Here’s a story to illustrate our point…
We did a very small segmented mailing for a client (27 subscribers). Immediately upon pulling the email reporting, we noticed that there were 8 unique opens, and 338 total opens.
We dug into ExactTarget to check the email reporting see what happened. It turned out one of the subscribers had 314 opens. This indicated to us that the subscriber has some type of malware or virus on his computer that is repeatedly opening his email.
We decided to dig deeper. Further research with the same client indicated that in another send with an unusually high unique open to total open ratio had one subscriber who opened 45 times, and another who opened 42 times. What’s more, in this second example, they also had several link clicks that were .003 seconds apart, again indicating that malware is at play.

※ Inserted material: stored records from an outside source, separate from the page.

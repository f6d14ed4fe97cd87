//! Known URL schemes
//!
//! Advisory only: drives suggestions in front ends. Unknown or empty schemes
//! are never rejected by the engine.

/// Schemes offered as suggestions, in display order
pub const KNOWN_SCHEMES: &[&str] = &[
    "http",
    "https",
    "ssh",
    "git",
    "rsync",
    "ftp",
    "sftp",
    "redis",
    "jdbc",
    "mongodb",
    "postgresql",
    "mysql",
    "mysqlx",
];

#[derive(Debug, Clone, Copy, Default)]
pub struct SchemeRegistry;

impl SchemeRegistry {
    pub fn new() -> Self {
        Self
    }

    pub fn known_schemes(&self) -> &'static [&'static str] {
        KNOWN_SCHEMES
    }

    pub fn is_known(&self, scheme: &str) -> bool {
        KNOWN_SCHEMES.contains(&scheme)
    }

    /// Known schemes starting with `prefix` (case-insensitive), in list order
    pub fn suggest(&self, prefix: &str) -> Vec<&'static str> {
        let prefix = prefix.trim().to_ascii_lowercase();
        KNOWN_SCHEMES
            .iter()
            .copied()
            .filter(|scheme| scheme.starts_with(&prefix))
            .collect()
    }
}

#[cfg(test)]
mod tests {
    use super::*;

    #[test]
    fn test_known_schemes_order() {
        let registry = SchemeRegistry::new();
        let schemes = registry.known_schemes();
        assert_eq!(schemes.len(), 13);
        assert_eq!(schemes[0], "http");
        assert_eq!(schemes[12], "mysqlx");
    }

    #[test]
    fn test_is_known() {
        let registry = SchemeRegistry::new();
        assert!(registry.is_known("postgresql"));
        assert!(!registry.is_known("gopher"));
        assert!(!registry.is_known(""));
        assert!(!registry.is_known("HTTP"));
    }

    #[test]
    fn test_suggest() {
        let registry = SchemeRegistry::new();
        assert_eq!(registry.suggest("my"), vec!["mysql", "mysqlx"]);
        assert_eq!(registry.suggest("HT"), vec!["http", "https"]);
        assert_eq!(registry.suggest("").len(), KNOWN_SCHEMES.len());
        assert!(registry.suggest("zz").is_empty());
    }
}
//! Config command - Manage CLI configuration

use crate::config::SettingsManager;
use anyhow::{Context, Result};
use colored::Colorize;
use portal_core::validate_address;

/// Set the daemon RPC port
pub async fn set_rpc_port(port: u16) -> Result<()> {
    if port == 0 {
        anyhow::bail!("Invalid port: 0");
    }

    let mut settings = SettingsManager::load().context("Failed to load settings")?;
    settings.rpc_port = port;
    SettingsManager::save(&settings).context("Failed to save settings")?;

    println!(
        "{} Daemon RPC port set to: {}",
        "✓".green(),
        port.to_string().cyan()
    );
    println!(
        "{}",
        "  Note: Restart the daemon for changes to take effect."
            .yellow()
            .dimmed()
    );

    Ok(())
}

/// Set the address new portals default to
pub async fn set_default_address(address: &str) -> Result<()> {
    let address = address.trim();
    validate_address(address).with_context(|| format!("Invalid address: {}", address))?;

    let mut settings = SettingsManager::load().context("Failed to load settings")?;
    settings.default_address = address.to_string();
    SettingsManager::save(&settings).context("Failed to save settings")?;

    println!("{} Default address set to: {}", "✓".green(), address.cyan());
    Ok(())
}

/// Show current configuration
pub async fn show() -> Result<()> {
    let settings = SettingsManager::load().context("Failed to load settings")?;

    println!("{}", "Portal Configuration".bold().underline());
    println!();

    println!("{}", "Portals:".cyan().bold());
    println!("  Default address: {}", settings.default_address);
    println!("  Relay bind host: {}", settings.bind_host);
    println!("  Session timeout: {}s", settings.session_timeout_secs);
    println!();

    println!("{}", "Daemon Settings:".cyan().bold());
    println!("  RPC Port: {}", settings.rpc_port.to_string().cyan());
    println!();

    println!("{}", "Config Files:".cyan().bold());
    println!(
        "  Settings: {}",
        SettingsManager::settings_path()?.display().to_string().dimmed()
    );
    println!(
        "  Portals:  {}",
        SettingsManager::portals_path()?.display().to_string().dimmed()
    );
    println!(
        "  PID file: {}",
        SettingsManager::pid_path()?.display().to_string().dimmed()
    );
    println!(
        "  Log file: {}",
        SettingsManager::log_path()?.display().to_string().dimmed()
    );

    Ok(())
}

/// Reset configuration to defaults
pub async fn reset(yes: bool) -> Result<()> {
    use dialoguer::Confirm;

    if !yes {
        let confirm = Confirm::new()
            .with_prompt("Reset all settings to their defaults? Portal definitions are kept.")
            .default(false)
            .interact()?;

        if !confirm {
            println!("{}", "Reset cancelled.".yellow());
            return Ok(());
        }
    }

    let default_settings = portal_core::Settings::default();
    SettingsManager::save(&default_settings).context("Failed to save default settings")?;

    println!("{} Configuration reset to defaults.", "✓".green());

    Ok(())
}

Unfortunately, alerting these subscribers to the malware is not something we can do. It would make them uncomfortable to find out we could track how many times they opened an email. Our job is to deliver compelling, relevant content. Telling them they have a virus on their computer is a job for a business like McAfee or one of the other anti-virus software companies.
But there is a takeaway here for us email marketers: Keep an eye on your email tracking data, and if something looks fishy, definitely dig a little deeper to figure out what happened. This applies whether it looks like good news (“Hey, great open rate!”) or bad news (“Hey, why so many bounces?”).
As far as what to do with the subscriber, all is not lost. If you absolutely needed to send to them, you could quarantine them and put them on their own list, so as to not jack up your email tracking. Alternatively, you could simply not send to them anymore and add them to a suppression list.
Either way, knowing something is amiss is much better than assuming all is well.